### Task
The records that follow are to be repeated exactly, in full.

━━━ Supplied data

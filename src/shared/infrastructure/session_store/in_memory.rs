use crate::shared::infrastructure::session_store::{Session, SessionStore, SessionStoreError};
use std::collections::HashMap;
use tokio::sync::RwLock;
use uuid::Uuid;

#[derive(Default)]
pub struct InMemorySessionStore {
    sessions: RwLock<HashMap<String, Session>>,
    is_offline: bool,
}

impl InMemorySessionStore {
    pub fn new() -> Self {
        Self::default()
    }

    pub fn toggle_offline(&mut self) {
        self.is_offline = !self.is_offline;
    }

    fn ensure_online(&self) -> Result<(), SessionStoreError> {
        if self.is_offline {
            return Err(SessionStoreError::Backend("Session store offline".into()));
        }
        Ok(())
    }
}

#[async_trait::async_trait]
impl SessionStore for InMemorySessionStore {
    async fn create(
        &self,
        reg_number: &str,
        now: i64,
        ttl_ms: i64,
    ) -> Result<Session, SessionStoreError> {
        self.ensure_online()?;
        let session = Session {
            token: Uuid::now_v7().simple().to_string(),
            reg_number: reg_number.to_string(),
            expires_at: now.saturating_add(ttl_ms),
        };
        let mut guard = self.sessions.write().await;
        guard.retain(|_, existing| existing.expires_at > now);
        guard.insert(session.token.clone(), session.clone());
        Ok(session)
    }

    async fn resolve(&self, token: &str, now: i64) -> Result<Option<Session>, SessionStoreError> {
        self.ensure_online()?;
        let mut guard = self.sessions.write().await;
        match guard.get(token) {
            Some(session) if session.expires_at > now => Ok(Some(session.clone())),
            Some(_) => {
                guard.remove(token);
                Ok(None)
            }
            None => Ok(None),
        }
    }

    async fn revoke(&self, token: &str) -> Result<(), SessionStoreError> {
        self.ensure_online()?;
        self.sessions.write().await.remove(token);
        Ok(())
    }
}
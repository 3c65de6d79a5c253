// Event payload: StudentSignedUpV1.
//
// Purpose
// - Record that a student account was created under a registration number.
//
// Versioning and evolution
// - Prefer adding fields. For breaking changes, create StudentSignedUpV2 in a new file
//   and add a new variant.
//
// Timestamps
// - All i64 values are epoch milliseconds.

#[derive(Debug, Clone, serde::Serialize, serde::Deserialize, PartialEq, Eq)]
#[serde(rename_all = "camelCase")]
pub struct StudentSignedUpV1 {
    pub reg_number: String,
    pub name: String,
    pub password: String,
    pub department: String,
    pub course_of_study: String,
    pub signed_up_at: i64,
}
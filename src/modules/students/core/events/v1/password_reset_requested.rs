#[derive(Debug, Clone, serde::Serialize, serde::Deserialize, PartialEq, Eq)]
#[serde(rename_all = "camelCase")]
pub struct PasswordResetRequestedV1 {
    pub reg_number: String,
    pub requested_at: i64,
}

━━━━━━

### Answer to this problem
filename src/shared/infrastructure/session_store/in_memory.rs
use crate::shared::infrastructure::session_store::{Session, SessionStore, SessionStoreError};
use std::collections::HashMap;
use tokio::sync::RwLock;
use uuid::Uuid;

#[derive(Default)]
pub struct InMemorySessionStore {
    sessions: RwLock<HashMap<String, Session>>,
    is_offline: bool,
}

impl InMemorySessionStore {
    pub fn new() -> Self {
        Self::default()
    }

    pub fn toggle_offline(&mut self) {
        self.is_offline = !self.is_offline;
    }

    fn ensure_online(&self) -> Result<(), SessionStoreError> {
        if self.is_offline {
            return Err(SessionStoreError::Backend("Session store offline".into()));
        }
        Ok(())
    }
}

#[async_trait::async_trait]
impl SessionStore for InMemorySessionStore {
    async fn create(
        &self,
        reg_number: &str,
        now: i64,
        ttl_ms: i64,
    ) -> Result<Session, SessionStoreError> {
        self.ensure_online()?;
        let session = Session {
            token: Uuid::now_v7().simple().to_string(),
            reg_number: reg_number.to_string(),
            expires_at: now.saturating_add(ttl_ms),
        };
        let mut guard = self.sessions.write().await;
        guard.retain(|_, existing| existing.expires_at > now);
        guard.insert(session.token.clone(), session.clone());
        Ok(session)
    }

    async fn resolve(&self, token: &str, now: i64) -> Result<Option<Session>, SessionStoreError> {
        self.ensure_online()?;
        let mut guard = self.sessions.write().await;
        match guard.get(token) {
            Some(session) if session.expires_at > now => Ok(Some(session.clone())),
            Some(_) => {
                guard.remove(token);
                Ok(None)
            }
            None => Ok(None),
        }
    }

    async fn revoke(&self, token: &str) -> Result<(), SessionStoreError> {
        self.ensure_online()?;
        self.sessions.write().await.remove(token);
        Ok(())
    }
}
repository 3c65de6d79a5c253
// Event payload: StudentSignedUpV1.
//
// Purpose
// - Record that a student account was created under a registration number.
//
// Versioning and evolution
// - Prefer adding fields. For breaking changes, create StudentSignedUpV2 in a new file
//   and add a new variant.
//
// Timestamps
// - All i64 values are epoch milliseconds.

#[derive(Debug, Clone, serde::Serialize, serde::Deserialize, PartialEq, Eq)]
#[serde(rename_all = "camelCase")]
pub struct StudentSignedUpV1 {
    pub reg_number: String,
    pub name: String,
    pub password: String,
    pub department: String,
    pub course_of_study: String,
    pub signed_up_at: i64,
}
filename src/modules/students/core/events/v1/password_reset_requested.rs
#[derive(Debug, Clone, serde::Serialize, serde::Deserialize, PartialEq, Eq)]
#[serde(rename_all = "camelCase")]
pub struct PasswordResetRequestedV1 {
    pub reg_number: String,
    pub requested_at: i64,
}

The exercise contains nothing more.